____ Data shown

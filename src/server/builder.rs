//! ServerBuilder for fluent API to build the dispatch server

use super::exposure::{RestExposure, WebSocketExposure};
use super::host::ServerHost;
use crate::config::{AuthMode, DispatchConfig};
use crate::core::auth::{IdentityVerifier, StaticTokenVerifier, TrustingVerifier};
use anyhow::Result;
use axum::Router;
use axum::http::header::{AUTHORIZATION, CONTENT_TYPE};
use axum::http::{HeaderValue, Method};
use std::sync::Arc;
use std::time::Duration;
use tokio::net::TcpListener;
use tower::ServiceBuilder;
use tower_http::cors::{Any, CorsLayer};
use tower_http::trace::{DefaultMakeSpan, DefaultOnResponse, TraceLayer};
use tracing::Level;

/// Builder for the dispatch server
///
/// # Example
///
/// ```ignore
/// ServerBuilder::new()
///     .with_config(DispatchConfig::load()?)
///     .serve()
///     .await?;
/// ```
pub struct ServerBuilder {
    config: DispatchConfig,
    verifier: Option<Arc<dyn IdentityVerifier>>,
    custom_routes: Vec<Router>,
}

impl ServerBuilder {
    /// Create a new ServerBuilder with the default configuration
    pub fn new() -> Self {
        Self {
            config: DispatchConfig::default(),
            verifier: None,
            custom_routes: Vec::new(),
        }
    }

    pub fn with_config(mut self, config: DispatchConfig) -> Self {
        self.config = config;
        self
    }

    /// Override the identity verifier chosen from `auth.mode`
    pub fn with_verifier(mut self, verifier: impl IdentityVerifier + 'static) -> Self {
        self.verifier = Some(Arc::new(verifier));
        self
    }

    /// Add custom routes to the server
    ///
    /// Merged next to the status API, for example an admin endpoint:
    ///
    /// ```ignore
    /// let admin = Router::new().route("/admin/ping", get(|| async { "ok" }));
    ///
    /// ServerBuilder::new()
    ///     .with_custom_routes(admin)
    ///     .build()?;
    /// ```
    pub fn with_custom_routes(mut self, routes: Router) -> Self {
        self.custom_routes.push(routes);
        self
    }

    /// Validate the configuration and start the dispatcher
    ///
    /// Must be called inside a Tokio runtime.
    pub fn build_host(&mut self) -> Result<ServerHost> {
        self.config.validate()?;

        let verifier = match self.verifier.take() {
            Some(verifier) => verifier,
            None => default_verifier(&self.config),
        };

        Ok(ServerHost::start(self.config.clone(), verifier))
    }

    /// Build the host and the full router (REST + WebSocket + middleware)
    ///
    /// The host is returned alongside so callers can inspect the dispatcher.
    pub fn build_with_host(mut self) -> Result<(Arc<ServerHost>, Router)> {
        let host = Arc::new(self.build_host()?);
        let custom_routes = std::mem::take(&mut self.custom_routes);

        let rest_router = RestExposure::build_router(host.clone(), custom_routes)?;
        let ws_router = WebSocketExposure::build_router(host.clone())?;

        let middleware = ServiceBuilder::new()
            .layer(
                TraceLayer::new_for_http()
                    .make_span_with(DefaultMakeSpan::new().level(Level::INFO))
                    .on_response(DefaultOnResponse::new().level(Level::INFO)),
            )
            .layer(build_cors_layer(&host.config)?);

        let app = rest_router.merge(ws_router).layer(middleware);
        Ok((host, app))
    }

    /// Build the final router
    pub fn build(self) -> Result<Router> {
        let (_host, app) = self.build_with_host()?;
        Ok(app)
    }

    /// Serve the application with graceful shutdown
    ///
    /// This will:
    /// - Bind to the configured `host:port`
    /// - Start serving requests
    /// - Handle SIGTERM and SIGINT (Ctrl+C) for graceful shutdown
    pub async fn serve(self) -> Result<()> {
        let addr = self.config.bind_addr();
        let app = self.build()?;
        let listener = TcpListener::bind(&addr).await?;

        tracing::info!("Dispatch server listening on {}", addr);

        axum::serve(listener, app)
            .with_graceful_shutdown(shutdown_signal())
            .await?;

        tracing::info!("Server shutdown complete");
        Ok(())
    }
}

impl Default for ServerBuilder {
    fn default() -> Self {
        Self::new()
    }
}

fn default_verifier(config: &DispatchConfig) -> Arc<dyn IdentityVerifier> {
    match config.auth.mode {
        AuthMode::Trust => {
            tracing::warn!("Identity verification disabled: any client may claim any actor id");
            Arc::new(TrustingVerifier)
        }
        AuthMode::StaticTokens => Arc::new(StaticTokenVerifier::new(&config.auth.tokens)),
    }
}

/// Build the CORS middleware layer from the allowed origins
///
/// `"*"` admits every origin; credentials are only allowed with an explicit
/// list.
pub fn build_cors_layer(config: &DispatchConfig) -> Result<CorsLayer> {
    let layer = CorsLayer::new()
        .allow_methods([Method::GET, Method::OPTIONS])
        .allow_headers([CONTENT_TYPE, AUTHORIZATION])
        .max_age(Duration::from_secs(3600));

    if config.allows_any_origin() {
        return Ok(layer.allow_origin(Any));
    }

    let origins = config
        .allowed_origins
        .iter()
        .map(|o| {
            o.parse::<HeaderValue>()
                .map_err(|e| anyhow::anyhow!("Invalid CORS origin '{o}': {e}"))
        })
        .collect::<Result<Vec<_>>>()?;

    Ok(layer.allow_origin(origins).allow_credentials(true))
}

/// Resolve once the process is asked to stop (Ctrl+C, or SIGTERM on unix)
///
/// A signal handler that cannot be installed is logged and never fires;
/// the other one still stops the server.
async fn shutdown_signal() {
    let ctrl_c = async {
        if let Err(e) = tokio::signal::ctrl_c().await {
            tracing::error!(error = %e, "Ctrl+C handler unavailable");
            std::future::pending::<()>().await;
        }
    };

    #[cfg(unix)]
    let terminate = async {
        use tokio::signal::unix::{SignalKind, signal};
        match signal(SignalKind::terminate()) {
            Ok(mut sigterm) => {
                sigterm.recv().await;
            }
            Err(e) => {
                tracing::error!(error = %e, "SIGTERM handler unavailable");
                std::future::pending::<()>().await;
            }
        }
    };

    #[cfg(not(unix))]
    let terminate = std::future::pending::<()>();

    let signal = tokio::select! {
        _ = ctrl_c => "ctrl_c",
        _ = terminate => "sigterm",
    };
    tracing::info!(signal, "Stopping dispatch server, draining open connections");
}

________

Show the lines from the data above that contain the string "middleware".

▶ [Task answer]
    /// Build the host and the full router (REST + WebSocket + middleware)
        let middleware = ServiceBuilder::new()
        let app = rest_router.merge(ws_router).layer(middleware);
/// Build the CORS middleware layer from the allowed origins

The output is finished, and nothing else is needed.